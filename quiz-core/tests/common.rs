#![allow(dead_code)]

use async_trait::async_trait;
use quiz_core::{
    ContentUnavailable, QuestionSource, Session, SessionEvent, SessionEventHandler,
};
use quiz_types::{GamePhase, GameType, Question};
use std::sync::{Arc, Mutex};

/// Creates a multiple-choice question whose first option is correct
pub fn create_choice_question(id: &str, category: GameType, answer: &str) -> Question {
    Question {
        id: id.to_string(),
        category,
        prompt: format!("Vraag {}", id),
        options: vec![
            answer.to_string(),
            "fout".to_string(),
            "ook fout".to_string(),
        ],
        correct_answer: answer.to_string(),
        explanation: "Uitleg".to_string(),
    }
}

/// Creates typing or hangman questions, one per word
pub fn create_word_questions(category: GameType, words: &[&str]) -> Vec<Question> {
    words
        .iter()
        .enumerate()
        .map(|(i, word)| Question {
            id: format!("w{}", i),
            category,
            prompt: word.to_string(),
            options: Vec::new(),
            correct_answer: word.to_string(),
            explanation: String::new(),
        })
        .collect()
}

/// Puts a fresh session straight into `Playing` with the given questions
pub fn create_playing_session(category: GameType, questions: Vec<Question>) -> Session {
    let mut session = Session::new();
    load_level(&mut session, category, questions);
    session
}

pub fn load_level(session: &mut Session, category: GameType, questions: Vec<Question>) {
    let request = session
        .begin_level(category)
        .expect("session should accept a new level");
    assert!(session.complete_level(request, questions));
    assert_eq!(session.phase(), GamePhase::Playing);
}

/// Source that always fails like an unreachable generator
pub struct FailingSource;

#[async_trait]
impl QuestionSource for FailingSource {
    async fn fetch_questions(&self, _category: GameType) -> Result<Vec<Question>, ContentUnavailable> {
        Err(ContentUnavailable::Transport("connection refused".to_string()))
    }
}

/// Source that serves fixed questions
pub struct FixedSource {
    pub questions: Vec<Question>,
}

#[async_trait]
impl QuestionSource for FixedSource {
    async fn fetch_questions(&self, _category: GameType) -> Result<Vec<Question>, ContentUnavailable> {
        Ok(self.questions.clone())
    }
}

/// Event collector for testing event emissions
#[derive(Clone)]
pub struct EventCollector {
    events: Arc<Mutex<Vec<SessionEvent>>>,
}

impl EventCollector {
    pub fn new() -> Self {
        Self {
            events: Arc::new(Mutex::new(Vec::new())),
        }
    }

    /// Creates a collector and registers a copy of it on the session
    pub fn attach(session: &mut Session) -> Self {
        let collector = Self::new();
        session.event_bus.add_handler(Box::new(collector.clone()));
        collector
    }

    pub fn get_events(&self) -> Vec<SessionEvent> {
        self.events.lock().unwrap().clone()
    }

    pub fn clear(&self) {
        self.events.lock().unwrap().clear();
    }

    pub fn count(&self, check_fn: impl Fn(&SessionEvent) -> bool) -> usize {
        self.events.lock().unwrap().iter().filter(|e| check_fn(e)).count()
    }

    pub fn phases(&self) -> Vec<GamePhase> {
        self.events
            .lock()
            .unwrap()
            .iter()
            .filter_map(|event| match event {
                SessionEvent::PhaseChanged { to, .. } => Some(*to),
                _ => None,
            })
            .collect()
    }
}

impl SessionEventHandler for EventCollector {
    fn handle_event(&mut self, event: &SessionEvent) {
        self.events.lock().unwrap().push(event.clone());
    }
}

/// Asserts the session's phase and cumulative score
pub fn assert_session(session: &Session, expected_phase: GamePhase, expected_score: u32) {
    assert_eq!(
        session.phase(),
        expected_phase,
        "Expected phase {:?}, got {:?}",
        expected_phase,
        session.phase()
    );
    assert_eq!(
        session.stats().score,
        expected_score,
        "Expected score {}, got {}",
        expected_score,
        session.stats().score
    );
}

|---|

Among the lines of the data, some contain the word "unwrap". How many are there? Reply with the number alone.

5